South Africa’s unemployment rate is unsustainable and presents a massive threat to the country’s stability. It’s to this backdrop that any hint of job displacements is met with resistance and fear.
By Insaaf Daniels, human capital GM at redPanda Software
This is understandable, but when it comes to the fourth industrial revolution (4IR), we have no choice as a country but to do everything we can to prepare our current workforce and future workers for the digital revolution.
Businesses are caught in a catch-22. The business sector must embrace 4IR technologies such as automation and artificial intelligence. They will be left behind, become less competitive and ultimately lose out to their competitors if they don’t. It’s a matter of survival. At the same time, they are well aware that technology is already displacing some jobs and the pace this happens at is likely to increase.
There are technological solutions for every aspect of a business. However, every one of these solutions need skilled people to work with, and manage, the technology. In other words, technology is also creating new jobs. In a few years’ time, there will be in-demand jobs we haven’t even imagined yet.
Businesses already understand that existing personnel should be upskilled wherever possible, as opposed to hiring from the outside. Ongoing education is crucial. Adult education should centre around broadening one’s digital skills and practising adaptability. Staff should be made acutely aware of the need to learn and upgrade their skill sets if they are to remain employable in the new, digital world.
Our schooling system should also be monitored closely and reinvent itself to prepare students for a fast-changing environment by emphasising agility, flexibility, creative problem solving, and critical thinking. There must be a broad acknowledgement that 4IR skills are not just IT-related. Those that choose not to go into programming or robotics, for example, still need relevant 4IR skills. The change to the workplace is going to be radical and affect everyone, from those in creative industries, to human resources, to administration, to the professions.
What sorts of skills will be most invaluable in our new digitised workplaces? These can be broadly defined in two categories. The first batch are those that require IT-related skills or a heightened digital understanding to directly manage and run technology. These include jobs that didn’t exist a few years ago, such as social media management, digital performance marketing, data analysis, robotics, user experience, virtual reality, artificial intelligence, blockchain and much more. Each one of these fields has an array of jobs and applications.

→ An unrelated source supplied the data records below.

//! Reveal policy options and the colour type used for distance fading.

use std::fmt;
use std::str::FromStr;

use serde::{Deserialize, Serialize};
use thiserror::Error;

#[derive(Debug, Error, PartialEq, Eq)]
pub enum ColorError {
    #[error("colour must start with '#': {0:?}")]
    MissingHash(String),

    #[error("colour must have 3 or 6 hex digits: {0:?}")]
    BadLength(String),

    #[error("invalid hex digit in colour: {0:?}")]
    BadDigit(String),
}

/// An RGB colour, written as `#rrggbb` (or the short `#rgb`).
#[derive(Debug, Clone, Copy, PartialEq, Eq, Hash, Serialize, Deserialize)]
#[serde(try_from = "String", into = "String")]
pub struct Color {
    pub r: u8,
    pub g: u8,
    pub b: u8,
}

impl Color {
    pub const fn rgb(r: u8, g: u8, b: u8) -> Self {
        Self { r, g, b }
    }
}

impl FromStr for Color {
    type Err = ColorError;

    fn from_str(s: &str) -> Result<Self, Self::Err> {
        let hex = s
            .trim()
            .strip_prefix('#')
            .ok_or_else(|| ColorError::MissingHash(s.to_string()))?;

        if !hex.bytes().all(|b| b.is_ascii_hexdigit()) {
            return Err(ColorError::BadDigit(s.to_string()));
        }

        let channel = |digits: &str| {
            u8::from_str_radix(digits, 16).map_err(|_| ColorError::BadDigit(s.to_string()))
        };

        match hex.len() {
            6 => Ok(Self::rgb(
                channel(&hex[0..2])?,
                channel(&hex[2..4])?,
                channel(&hex[4..6])?,
            )),
            // #abc is shorthand for #aabbcc
            3 => {
                let r = channel(&hex[0..1])?;
                let g = channel(&hex[1..2])?;
                let b = channel(&hex[2..3])?;
                Ok(Self::rgb(r * 17, g * 17, b * 17))
            }
            _ => Err(ColorError::BadLength(s.to_string())),
        }
    }
}

impl TryFrom<String> for Color {
    type Error = ColorError;

    fn try_from(value: String) -> Result<Self, Self::Error> {
        value.parse()
    }
}

impl From<Color> for String {
    fn from(color: Color) -> Self {
        color.to_string()
    }
}

impl fmt::Display for Color {
    fn fmt(&self, f: &mut fmt::Formatter<'_>) -> fmt::Result {
        write!(f, "#{:02x}{:02x}{:02x}", self.r, self.g, self.b)
    }
}

/// Knobs controlling which items pause and how revealed text decays.
#[derive(Debug, Clone, PartialEq, Eq, Serialize, Deserialize)]
#[serde(default)]
pub struct RevealOptions {
    /// Only list items at the shallowest indentation seen so far pause.
    pub accept_first_level_only: bool,
    /// How many reveals an item stays unfolded before it is folded again.
    pub fold_age: usize,
    /// Slides whose first subtree is longer than this many characters fade
    /// and fold as they reveal.
    pub large_text_threshold: usize,
    /// Fade colours for segments one and two reveals behind the cursor.
    pub distance_colors: [Color; 2],
    /// Fade colour for segments three or more reveals behind.
    pub disabled_color: Color,
}

impl Default for RevealOptions {
    fn default() -> Self {
        Self {
            accept_first_level_only: true,
            fold_age: 2,
            large_text_threshold: 400,
            distance_colors: [Color::rgb(0xa0, 0xa0, 0xa0), Color::rgb(0x70, 0x70, 0x70)],
            disabled_color: Color::rgb(0x4a, 0x4a, 0x4a),
        }
    }
}

impl RevealOptions {
    /// Fade colour for a segment `distance` reveals behind the cursor.
    pub fn fade_color(&self, distance: usize) -> Color {
        match distance {
            0 | 1 => self.distance_colors[0],
            2 => self.distance_colors[1],
            _ => self.disabled_color,
        }
    }
}

#[cfg(test)]
mod tests {
    use super::*;
    use pretty_assertions::assert_eq;
    use rstest::rstest;

    #[rstest]
    #[case("#a0a0a0", Color::rgb(0xa0, 0xa0, 0xa0))]
    #[case("#FF8000", Color::rgb(0xff, 0x80, 0x00))]
    #[case("#fff", Color::rgb(0xff, 0xff, 0xff))]
    #[case("  #123456 ", Color::rgb(0x12, 0x34, 0x56))]
    fn parses_colors(#[case] text: &str, #[case] expected: Color) {
        assert_eq!(text.parse::<Color>(), Ok(expected));
    }

    #[rstest]
    #[case("a0a0a0")]
    #[case("#a0a0")]
    #[case("#gggggg")]
    #[case("#ééé")]
    fn rejects_bad_colors(#[case] text: &str) {
        assert!(text.parse::<Color>().is_err());
    }

    #[test]
    fn color_displays_as_hex() {
        assert_eq!(Color::rgb(1, 0xab, 255).to_string(), "#01abff");
    }

    #[test]
    fn fade_color_by_distance() {
        let options = RevealOptions::default();
        assert_eq!(options.fade_color(1), options.distance_colors[0]);
        assert_eq!(options.fade_color(2), options.distance_colors[1]);
        assert_eq!(options.fade_color(3), options.disabled_color);
        assert_eq!(options.fade_color(40), options.disabled_color);
    }
}
pub mod lines;
pub mod slice;
pub mod span;

pub use lines::{LineRef, line_end, lines_with_spans};
pub use slice::{char_count, is_blank, preview, slice_to_string};
pub use span::Span;
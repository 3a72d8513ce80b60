//! # outline-reveal-engine
//!
//! Incremental reveal of outline slides. A slide is parsed into a
//! [`Document`], the [scanner](scan) picks the headings, top-level list items
//! and `# pause` markers that act as boundaries, the [segmenter](segment)
//! turns them into disjoint byte ranges, and a [`RevealCursor`] hides those
//! ranges and shows them again one step at a time.
//!
//! Drawing is left to a [`RevealHost`]; [`DisplayState`] is a ready-made
//! in-memory host.
//!
//! ```
//! use outline_reveal_engine::{DisplayState, Document, RevealCursor, RevealOptions};
//!
//! let doc = Document::parse("# pause\nHello\n# pause\nWorld");
//! let mut display = DisplayState::new(&doc);
//! let mut cursor = RevealCursor::new(RevealOptions::default());
//!
//! cursor.init(&doc, &mut display);
//! assert_eq!(cursor.len(), 2);
//!
//! cursor.jump_to_end(&mut display);
//! assert!(!cursor.has_more());
//! ```

pub mod cursor;
pub mod display;
pub mod document;
pub mod fold;
pub mod host;
pub mod options;
pub mod rope;
pub mod scan;
pub mod segment;

#[cfg(test)]
pub mod tests;

pub use cursor::{CursorState, RevealCursor};
pub use display::{DisplayState, Visibility};
pub use document::{Document, Node, NodeKind, Section};
pub use fold::FoldController;
pub use host::{FoldHost, OverlayHost, OverlayId, RevealHost};
pub use options::{Color, ColorError, RevealOptions};
pub use rope::Span;
pub use scan::{ScanEntry, ScanKind, scan};
pub use segment::{Segment, segment};
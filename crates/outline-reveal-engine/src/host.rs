//! The seams between the reveal engine and whatever draws the slide.
//!
//! The cursor never touches text directly. It asks a host to create
//! overlays over byte ranges, to hide, fade or clear them, and to fold or
//! unfold list items. [`crate::DisplayState`] is an in-memory host used by
//! the terminal presenter and by tests.

use crate::options::Color;
use crate::rope::Span;

/// Handle to an overlay owned by a host.
#[derive(Debug, Clone, Copy, PartialEq, Eq, PartialOrd, Ord, Hash)]
pub struct OverlayId(pub usize);

/// Styled ranges over the document.
///
/// Calls with an id the host does not know must be ignored.
pub trait OverlayHost {
    /// Create an overlay over `span`. It starts out unstyled.
    fn create(&mut self, span: Span) -> OverlayId;

    /// Make the overlay's text invisible.
    fn hide(&mut self, id: OverlayId);

    /// Show the overlay's text in a faded colour.
    fn set_fade(&mut self, id: OverlayId, color: Color);

    /// Drop any style, leaving the text shown normally.
    fn clear_style(&mut self, id: OverlayId);

    /// Dim every image inside the overlay. Repeated calls are no-ops.
    fn dim_images(&mut self, id: OverlayId);

    /// Restore every image inside the overlay. Repeated calls are no-ops.
    fn undim_images(&mut self, id: OverlayId);

    /// Release the overlay. The id is dead afterwards.
    fn delete(&mut self, id: OverlayId);
}

/// Folding of list items down to their first line.
pub trait FoldHost {
    fn fold(&mut self, item: Span);

    fn unfold(&mut self, item: Span);

    /// Called before the cursor unfolds the item at `index`.
    fn before_unfold(&mut self, _index: usize) {}

    /// Called after the cursor unfolds the item at `index`.
    fn after_unfold(&mut self, _index: usize) {}
}

/// Everything the reveal cursor needs from its host.
pub trait RevealHost: OverlayHost + FoldHost {}

impl<T: OverlayHost + FoldHost + ?Sized> RevealHost for T {}
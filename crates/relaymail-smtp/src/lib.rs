//! # relaymail-smtp
//!
//! Single-attempt SMTP delivery through a mail relay.
//!
//! ## Features
//!
//! - **Explicit state machine**: the whole dialogue is a sans-I/O [`Session`]
//!   reacting to stream events, driven by the async [`Mailer`]
//! - **STARTTLS**: in-place upgrade with capabilities re-queried afterwards
//! - **Authentication**: CRAM-MD5, DIGEST-MD5, PLAIN and LOGIN, strongest first
//! - **Extensions**: SIZE, 8BITMIME, HELO fallback
//! - **Timers**: connect timeout per relay port and a progress watchdog
//! - **Exactly-once outcome**: every attempt ends in one success or one failure
//!
//! ## Quick Start
//!
//! ```ignore
//! use relaymail_smtp::{Mailer, MailerConfig, Message, Part};
//!
//! #[tokio::main]
//! async fn main() -> relaymail_smtp::Result<()> {
//!     let message = Message::new("smtp.example.com", "sender@example.com", "recipient@example.com")
//!         .subject("Test")
//!         .part(Part::text("Hello, World!"))
//!         .credentials("sender@example.com", "password")
//!         .secure(true);
//!
//!     Mailer::new(MailerConfig::default()).deliver(&message).await
//! }
//! ```
//!
//! ## Session States
//!
//! ```text
//! ┌──────────┐  220   ┌──────────────────┐  250   ┌─────────────┐
//! │ Greeting │ ─────→ │ WaitingEhloReply │ ─────→ │ STARTTLS /  │
//! └──────────┘        └──────────────────┘        │ AUTH / MAIL │
//!                                                 └─────────────┘
//!        MAIL FROM ───→ RCPT TO (each) ───→ DATA ───→ QUIT ───→ MessageSent
//! ```
//!
//! ## Modules
//!
//! - [`auth`]: SASL credential encoding
//! - [`command`]: SMTP command builders
//! - [`connection`]: Stream abstraction and TCP/TLS implementation
//! - [`data`]: DATA payload framing (dot-stuffing)
//! - [`parser`]: Reply parser
//! - [`session`]: Protocol state machine
//! - [`types`]: Core SMTP types (addresses, extensions, replies)

#![warn(missing_docs)]
#![warn(clippy::all)]
#![warn(clippy::pedantic)]
#![forbid(unsafe_code)]

pub mod auth;
pub mod command;
mod config;
pub mod connection;
pub mod data;
mod error;
mod handler;
mod mailer;
mod message;
pub mod parser;
pub mod session;
mod timer;
pub mod types;

pub use config::MailerConfig;
pub use connection::{Connector, SmtpStream, TcpConnector};
pub use error::{Error, ErrorKind, Result};
pub use handler::{DeliveryHandler, LoggingHandler, NoopHandler};
pub use mailer::Mailer;
pub use message::{DEFAULT_CONNECT_TIMEOUT, DEFAULT_RELAY_PORTS, Envelope, Message};
pub use relaymail_mime::{Part, TransferEncoding};
pub use session::{Action, Session, State};
pub use timer::Deadline;
pub use types::{Address, AuthMechanism, Capabilities, Extension, Reply, ReplyCode};
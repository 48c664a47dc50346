//! Client-side settings shared by every delivery.

use std::time::Duration;

/// Configuration for a [`Mailer`](crate::Mailer).
///
/// Per-message settings (relay, ports, credentials, connect timeout) live on
/// [`Message`](crate::Message); this holds what stays the same across sends.
#[derive(Debug, Clone)]
pub struct MailerConfig {
    /// Name announced in EHLO/HELO.
    pub local_identity: String,
    /// Maximum silence from the server once connected.
    pub watchdog_timeout: Duration,
    /// Longest reply line accepted before the session gives up.
    pub max_line_length: usize,
}

impl Default for MailerConfig {
    fn default() -> Self {
        Self {
            local_identity: "localhost".to_string(),
            watchdog_timeout: Duration::from_secs(60),
            max_line_length: 1024 * 1024,
        }
    }
}

impl MailerConfig {
    /// Creates a configuration with default values.
    #[must_use]
    pub fn new() -> Self {
        Self::default()
    }

    /// Sets the EHLO identity.
    #[must_use]
    pub fn local_identity(mut self, identity: impl Into<String>) -> Self {
        self.local_identity = identity.into();
        self
    }

    /// Sets the watchdog timeout.
    #[must_use]
    pub const fn watchdog_timeout(mut self, timeout: Duration) -> Self {
        self.watchdog_timeout = timeout;
        self
    }

    /// Sets the maximum reply line length.
    #[must_use]
    pub const fn max_line_length(mut self, length: usize) -> Self {
        self.max_line_length = length;
        self
    }
}
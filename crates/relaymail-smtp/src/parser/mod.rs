//! SMTP response parser.
//!
//! Inbound bytes arrive in arbitrary chunks. [`ReplyBuffer`] accumulates
//! them, splits complete lines and groups continuation lines into replies.

use crate::error::{Error, Result};
use crate::types::{Reply, ReplyCode};
use bytes::BytesMut;

/// Parses an SMTP reply from response lines.
///
/// SMTP replies can be single-line or multi-line:
/// - Single: `250 OK\r\n`
/// - Multi: `250-First line\r\n250-Second line\r\n250 Last line\r\n`
///
/// # Errors
///
/// Returns an error if the reply is malformed.
pub fn parse_reply(lines: &[String]) -> Result<Reply> {
    let Some(first) = lines.first() else {
        return Err(protocol("Empty reply"));
    };

    let code = parse_code(first)?;

    let mut text = Vec::with_capacity(lines.len());
    for line in lines {
        if parse_code(line)? != code {
            return Err(Error::unexpected(
                code,
                format!("Reply code changed inside multi-line reply: {line}"),
            ));
        }
        text.push(line.get(4..).unwrap_or_default().to_string());
    }

    Ok(Reply::new(ReplyCode::new(code), text))
}

/// Checks if a line is the last line of a multi-line reply.
///
/// Multi-line replies use `-` separator for continuation and ` ` for the
/// last line. A bare three-digit code is also final.
#[must_use]
pub fn is_last_reply_line(line: &str) -> bool {
    let bytes = line.as_bytes();
    bytes.len() == 3 || (bytes.len() >= 4 && bytes[3] == b' ')
}

fn parse_code(line: &str) -> Result<u16> {
    let bytes = line.as_bytes();
    if bytes.len() < 3 || !bytes[..3].iter().all(u8::is_ascii_digit) {
        return Err(protocol(format!("Invalid reply line: {line}")));
    }
    if bytes.len() > 3 && bytes[3] != b' ' && bytes[3] != b'-' {
        return Err(protocol(format!("Invalid reply separator: {line}")));
    }
    line[..3]
        .parse()
        .map_err(|_| protocol(format!("Invalid reply code: {line}")))
}

fn protocol(message: impl Into<String>) -> Error {
    Error::ProtocolViolation {
        code: None,
        message: message.into(),
    }
}

/// Most continuation lines accepted in one reply. Real EHLO replies carry a
/// few dozen at most.
const MAX_REPLY_LINES: usize = 512;

/// Line buffer turning a byte stream into complete replies.
#[derive(Debug)]
pub struct ReplyBuffer {
    buffer: BytesMut,
    lines: Vec<String>,
    max_line_length: usize,
}

impl ReplyBuffer {
    /// Creates a buffer rejecting lines longer than `max_line_length`.
    #[must_use]
    pub fn new(max_line_length: usize) -> Self {
        Self {
            buffer: BytesMut::with_capacity(1024),
            lines: Vec::new(),
            max_line_length,
        }
    }

    /// Appends raw bytes read from the stream.
    pub fn extend(&mut self, data: &[u8]) {
        self.buffer.extend_from_slice(data);
    }

    /// Returns the next complete reply, if one is buffered.
    ///
    /// # Errors
    ///
    /// Returns an error on malformed or overlong lines, or when a reply
    /// runs past 512 lines.
    pub fn next_reply(&mut self) -> Result<Option<Reply>> {
        while let Some(pos) = self.buffer.iter().position(|&b| b == b'\n') {
            let raw = self.buffer.split_to(pos + 1);
            let line = String::from_utf8_lossy(&raw);
            let line = line.trim_end_matches(['\r', '\n']);
            if line.is_empty() {
                continue;
            }

            let is_last = is_last_reply_line(line);
            self.lines.push(line.to_string());
            if is_last {
                let lines = std::mem::take(&mut self.lines);
                return parse_reply(&lines).map(Some);
            }
            if self.lines.len() >= MAX_REPLY_LINES {
                self.lines.clear();
                return Err(protocol("Too many lines in multi-line reply"));
            }
        }

        if self.buffer.len() > self.max_line_length {
            return Err(protocol("Reply line too long"));
        }
        Ok(None)
    }

    /// Drops any buffered input.
    pub fn clear(&mut self) {
        self.buffer.clear();
        self.lines.clear();
    }
}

The second batch of skills that will become increasingly important are human skills, or skills that may well have been considered soft skills a few years ago, that are already becoming crucial and will continue to be vital for future employees. These include critical thinking and problem solving, creativity, active learning and evolving, emotional intelligence, and judgement and decision-making.
For a company to build the skills it needs to fully realise the potential of 4IR, it needs to develop an understanding of where its sector is going, how business is evolving, and which skills will likely be the best to serve this changing landscape.
Obviously, putting in place programs that upskill and reskill staff in a variety of technological fields is crucial. However, equally crucial is instilling a company-wide mindset of a willingness to embrace change because if one thing is certain, it’s that the evolution of the workplace will continue at breakneck speed and to remain relevant you must evolve with it.
Businesses would do well to engage with their staff and find out where they want to grow. Each business will have staff well-versed in how their particular fields are evolving and listen to them and find out which personal growth areas are important to them.
An unfortunate paradox in South Africa is that while there is crippling unemployment, there is also a massive skills shortage. There just aren’t enough skills, especially in highly specialised fields. Creativity in how we close this skills gap is no longer a luxury but a necessity. How do we increase the number of employable people, and do so quickly? redAcademy is an example of this creativity: it places young talented people into a fast-tracked programme of learning and live environment coding, with the goal of producing workplace-ready talent in a single year.
Perhaps the biggest shift in how businesses deal with the 4IR skills conundrum will lie in pushing staff to adapt and adjust to work alongside technology, and prioritising upskilling over new hires where possible. Beyond this, as machines become more technically proficient, it’s not hard to imagine human skills becoming increasingly more valued in the workplace.